The Difficulty Of Debating A Clever Liar
”You can say anything you want during a debate and 80 million people hear it,” observed Peter Teeley, press secretary to Vice President Bush. If reporters then document that a candidate spoke untruthfully, ”so what?”
—New York Times, November 1, 1984
Barring a total meltdown—such as forgetting to wear pants or calling for war with Canada—there was no way Mitt Romney wasn’t going to be declared the winner of his first debate with President Obama.
As a TV show, the debates resemble “American Idol” for politicians. They give the nation’s esteemed political media—TV news channels in particular—their best chance to exercise power. And what TV networks need is a close presidential race, driving up ratings and enhancing their self-importance.

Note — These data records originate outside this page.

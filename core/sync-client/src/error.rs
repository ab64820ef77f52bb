//! Error types for plugin-sync client operations.

use plugin_sync_protocol::{classify, Classification};
use std::path::PathBuf;
use std::time::Duration;

/// Source tag used when classifying failures observed by the client itself.
pub const SOURCE_CLIENT: &str = "client";

#[derive(Debug, thiserror::Error)]
pub enum ClientError {
    #[error("Home directory not found")]
    HomeNotFound,

    #[error("Failed to connect to daemon socket {path}: {source}")]
    Connect {
        path: PathBuf,
        #[source]
        source: std::io::Error,
    },

    #[error("Timed out after {0:?} waiting for the daemon")]
    Timeout(Duration),

    #[error("I/O error: {context}: {source}")]
    Io {
        context: String,
        #[source]
        source: std::io::Error,
    },

    #[error("JSON error: {context}: {source}")]
    Json {
        context: String,
        #[source]
        source: serde_json::Error,
    },

    #[error("Daemon error {code}: {message}")]
    Daemon { code: String, message: String },

    #[error("Connection closed by the daemon")]
    Closed,
}

impl ClientError {
    pub(crate) fn io(context: impl Into<String>, source: std::io::Error) -> Self {
        ClientError::Io {
            context: context.into(),
            source,
        }
    }

    pub(crate) fn json(context: impl Into<String>, source: serde_json::Error) -> Self {
        ClientError::Json {
            context: context.into(),
            source,
        }
    }

    /// Maps a client-side failure onto the shared classifier so it renders
    /// like any server-reported failure. An abandoned request counts as a
    /// network failure.
    pub fn classification(&self, retry_count: u32) -> Classification {
        match self {
            ClientError::Timeout(_) => classify("connection timeout", SOURCE_CLIENT, retry_count),
            ClientError::Connect { .. } | ClientError::Closed => {
                classify("connection refused", SOURCE_CLIENT, retry_count)
            }
            ClientError::Daemon { message, .. } => classify(message, SOURCE_CLIENT, retry_count),
            other => classify(&other.to_string(), SOURCE_CLIENT, retry_count),
        }
    }
}

pub type Result<T> = std::result::Result<T, ClientError>;
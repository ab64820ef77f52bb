//! plugin-sync: command line client for the plugin-sync daemon.
//!
//! ## Subcommands
//!
//! - `snapshot`, `get`: read authoritative state
//! - `install`, `activate`, `deactivate`, `refresh`: run an action, retrying
//!   transient failures unless `--no-retry` is given
//! - `reconcile`: correct stored state against the host registry
//! - `watch`: live view fed by the push channel
//! - `health`: daemon status

mod commands;
mod logging;
mod view_cache;
mod watch;

use clap::{Args, Parser, Subcommand};
use plugin_sync_client::Transport;
use plugin_sync_protocol::Method;

#[derive(Parser)]
#[command(name = "plugin-sync")]
#[command(about = "Plugin lifecycle client")]
#[command(version)]
struct Cli {
    #[command(subcommand)]
    command: Commands,
}

#[derive(Args)]
struct ActionArgs {
    /// Repository id (owner/name)
    #[arg(value_name = "REPO")]
    repository: String,

    /// Report the first failure instead of retrying
    #[arg(long)]
    no_retry: bool,
}

#[derive(Subcommand)]
enum Commands {
    /// List every tracked repository
    Snapshot,

    /// Show one repository, with error guidance when it failed
    Get {
        #[arg(value_name = "REPO")]
        repository: String,
    },

    /// Install a plugin
    Install(ActionArgs),

    /// Activate an installed plugin
    Activate(ActionArgs),

    /// Deactivate an active plugin
    Deactivate(ActionArgs),

    /// Re-check whether a repository is a plugin
    Refresh(ActionArgs),

    /// Reconcile stored state against the host registry
    Reconcile {
        /// Only this repository (default: all)
        #[arg(value_name = "REPO")]
        repository: Option<String>,
    },

    /// Follow state changes as they happen
    Watch {
        /// Only show repositories whose id contains TERM
        #[arg(long, value_name = "TERM")]
        filter: Option<String>,
    },

    /// Show daemon health
    Health,
}

fn main() {
    let _logging_guard = logging::init();
    let cli = Cli::parse();

    let transport = match Transport::from_env() {
        Ok(transport) => transport,
        Err(e) => {
            eprintln!("plugin-sync: {}", e);
            std::process::exit(2);
        }
    };

    let result = match cli.command {
        Commands::Snapshot => commands::snapshot(&transport),
        Commands::Get { repository } => commands::get(&transport, &repository),
        Commands::Install(args) => run_action(&transport, Method::Install, args),
        Commands::Activate(args) => run_action(&transport, Method::Activate, args),
        Commands::Deactivate(args) => run_action(&transport, Method::Deactivate, args),
        Commands::Refresh(args) => run_action(&transport, Method::Refresh, args),
        Commands::Reconcile { repository } => {
            commands::reconcile(&transport, repository.as_deref())
        }
        Commands::Watch { filter } => watch::run(transport, filter.as_deref()),
        Commands::Health => commands::health(&transport),
    };

    if let Err(e) = result {
        tracing::error!(error = %e, "plugin-sync command failed");
        std::process::exit(1);
    }
}

fn run_action(
    transport: &Transport,
    method: Method,
    args: ActionArgs,
) -> Result<(), commands::CliError> {
    commands::action(transport, method, &args.repository, !args.no_retry)
}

For that to happen, Romney had to win.
It’s also true that with the exception of Clinton-Dole in 1996, incumbent presidents have been declared first debate losers every time. Ronald Reagan performed so badly in 1984 that observers wondered if he’d grown senile. (We now know his Alzheimer’s disease was in its beginning stages.) George W. Bush sank in the polls after his first contest with John Kerry.
It’s also a lot harder being president than a mere candidate. President Obama isn’t the first incumbent to find prepping for a TV show a trivial annoyance amid the 24/7 demands of the White House. (Not to mention of the campaign itself.) He’s probably not the first to underestimate his opponent either.
That said, Obama’s oddly phlegmatic performance in Denver gave TV handicappers exactly what they needed to market the campaign as a cliffhanger. The president appeared alternately bored and mildly annoyed—too professorial by half.
New York Times columnist Charles Blow mentioned Xanax; I was thinking Ambien. My mother-in-law in Texas thought Obama acted like a whipped dog. Democrats of a certain age who keep hoping to see the president channel his inner Harry S. Truman found him impersonating Illinois’ own Adlai Stevenson instead—too cerebral to take his own side in a fight.
Was it only last month that journalists wrote profiles describing Obama as competitive to the point of cockiness? Where did that guy go?
An awful lot of it was “mere theatrics,” as it’s tempting to say. On paper, Obama did substantively better. But scary as it is, a TV game show is exactly how Americans choose the so-called “Leader of the Free World.” How can the president’s “handlers” not have reminded him to speak directly into the camera? To look his opponent in the eye?
But the president’s biggest problem with Mitt Romney was the same one Newt Gingrich (of all people) complained about during the GOP debates: the extreme difficulty of debating a clever liar.